Por outro lado, a decisão de fazer um aborto não pode ser um direito restrito e exclusivo da mulher, com o argumento de que é a gestante quem carrega e alimenta o embrião no seu próprio corpo. Ora, esta vida em gestação no seu ventre não foi gerada por ela sozinha, mas pelo encontro e fusão do óvulo – da mulher – com o espermatozoide – do homem. A mulher tem direito sobre o seu corpo, claro, mas não deveria ter poder para decidir solitariamente pelo destino do produto gerado em comum com um homem que escolheu para o ato sexual (a não ser, mais uma vez, se ela não escolheu e foi violentada). Se a mulher quer ter o filho mesmo com a resistência do pai, ela terá e ninguém pode intervir sobre ela para realização do aborto por constituir uma violência sobre seu corpo; mas o oposto deve ser considerado, mesmo sendo, normalmente, muito raro: ou seja, contra a vontade da mãe, o pai deseja que a concepção se complete com o nascimento do filho que está se desenvolvendo na barriga da mulher. A mãe pode decidir e realizar o aborto legal ignorando o desejo do pai, também criador do feto, pelo simples fato do ser em formação ocupar o seu ventre e se alimentar dos seus nutrientes?
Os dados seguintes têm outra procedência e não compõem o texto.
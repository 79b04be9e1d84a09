//! Decoded Classfile Method Bodies
//!
//! This crate provides the instruction-level surface the lifter consumes:
//! the JVM opcode enumeration with its real byte values, decoded immediate
//! operands with constant-pool entries already resolved, and a read-only
//! view over one method body together with its decoded envelope.
//!
//! Classfile container parsing and emission live outside this crate; the
//! structures here are what such a parser produces.

#![warn(missing_docs)]
#![warn(rust_2018_idioms)]

pub mod insn;
pub mod method;
pub mod opcode;
pub mod pool;

pub use insn::{Instruction, InstructionView, Operand, SwitchTable};
pub use method::Method;
pub use opcode::Opcode;
pub use pool::PoolValue;
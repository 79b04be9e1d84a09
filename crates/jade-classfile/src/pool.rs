//! Resolved constant pool values
//!
//! The pool itself is decoded by the container parser; the lifter only
//! ever sees loadable entries already resolved to one of these values.

use jade_types::Type;
use std::fmt;

/// A loadable constant pool entry with its value type implied by the variant
#[derive(Debug, Clone, PartialEq)]
pub enum PoolValue {
    /// A 32-bit integer constant
    Int(i32),
    /// A 64-bit integer constant
    Long(i64),
    /// A 32-bit float constant
    Float(f32),
    /// A 64-bit float constant
    Double(f64),
    /// A string constant
    Str(String),
    /// A class literal
    Class(Type),
}

impl PoolValue {
    /// The value type this entry loads as
    pub fn ty(&self) -> Type {
        match self {
            PoolValue::Int(_) => Type::INT,
            PoolValue::Long(_) => Type::LONG,
            PoolValue::Float(_) => Type::FLOAT,
            PoolValue::Double(_) => Type::DOUBLE,
            PoolValue::Str(_) => Type::string(),
            PoolValue::Class(_) => Type::class(),
        }
    }
}

impl fmt::Display for PoolValue {
    fn fmt(&self, f: &mut fmt::Formatter<'_>) -> fmt::Result {
        match self {
            PoolValue::Int(v) => write!(f, "{}", v),
            PoolValue::Long(v) => write!(f, "{}L", v),
            PoolValue::Float(v) => write!(f, "{}F", v),
            PoolValue::Double(v) => write!(f, "{}", v),
            PoolValue::Str(s) => write!(f, "\"{}\"", s.escape_default()),
            PoolValue::Class(ty) => write!(f, "{}.class", ty),
        }
    }
}

#[cfg(test)]
mod tests {
    use super::*;

    #[test]
    fn test_pool_value_types() {
        assert_eq!(PoolValue::Int(1).ty(), Type::INT);
        assert_eq!(PoolValue::Long(1).ty(), Type::LONG);
        assert_eq!(PoolValue::Str("x".to_string()).ty(), Type::string());
        assert_eq!(PoolValue::Class(Type::object()).ty(), Type::class());
    }

    #[test]
    fn test_pool_value_display() {
        assert_eq!(format!("{}", PoolValue::Int(-3)), "-3");
        assert_eq!(format!("{}", PoolValue::Long(7)), "7L");
        assert_eq!(format!("{}", PoolValue::Str("hi".to_string())), "\"hi\"");
    }
}
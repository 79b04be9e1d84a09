//! jade-ssa - Classfile Method Lifting
//!
//! This crate turns the linear stack-machine instruction stream of one
//! method into a tree of typed SSA nodes with shared subexpressions.
//! All stack manipulation is factored out: operand stack slots become
//! direct child references and local slots become expression bindings,
//! unified across control-flow joins by phi nodes.
//!
//! # Architecture
//!
//! 1. [`jade_classfile::Method`] (decoded envelope) → [`lift::Lifter`]
//! 2. The lifter walks the instruction view in source order, simulating
//!    the locals and the operand stack with expression references.
//! 3. Join points get phi nodes; side effects become ordered operations.
//! 4. The result is a [`lift::LiftedMethod`] owning one [`ir::IrGraph`].

#![warn(missing_docs)]
#![warn(rust_2018_idioms)]

pub mod error;
pub mod ir;
pub mod lift;

pub use error::{LiftError, LiftNote, LiftResult};
pub use ir::{BinOp, CmpOp, Const, Expr, ExprId, InvokeKind, IrGraph, Op, OpId};
pub use lift::{lift, InsnEffect, LiftedMethod, Lifter};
Parece razoável considerar a necessidade de um entendimento e negociação entre as partes de modo que a decisão de ter o filho ou fazer o aborto seja acordada sempre que se trate de um casal com responsabilidades partilhadas na gravidez. E que, no caso de um pai desejoso de ter o filho contra a vontade da mãe, esta aceite manter a gravidez desde que o homem assuma completamente a responsabilidade futura pelo filho. Da mesma forma que a mulher decide sozinha ter o filho, ela pode cobrar que o pai assuma responsabilidades, mesmo que ele não tenha sido consultado ou tenha mesmo rejeitado a paternidade. No fundo, o que está consagrado hoje é que o homem tem apenas obrigações, mesmo se não quiser ser pai, e nenhum direito, mesmo que deseje ter o filho gerado pela sua companheira.

Apesar de toda esta argumentação, parece óbvio que a mulher, não tendo o direito total e solitário pela sua gravidez, tem sim o poder de decidir e de agir a despeito de opiniões diferentes da outra parte da reprodução. Começa que ela detém a informação sobre o verdadeiro parceiro, podendo negar ou disfarçar a contribuição do homem (embora este monopólio da informação seja atualmente minimizado pela ciência através de análise de DNA). Além do mais, se ela desejar forçar um aborto, mesmo sem recursos médicos e contra a vontade do pai, nada poderá impedir exceto a repreensão moral do companheiro com quem tenha gerado o embrião.

Considerando a análise acima, o mais razoável parece ser, antes de tudo, um cuidado nas relações sexuais para evitar uma gravidez indesejada que obriga a decisões tão delicadas e, normalmente, muito traumáticas. Os meios existem e são conhecidos para evitar a gravidez sem abandonar o prazer e a emocionante entrega humana no encontro sexual.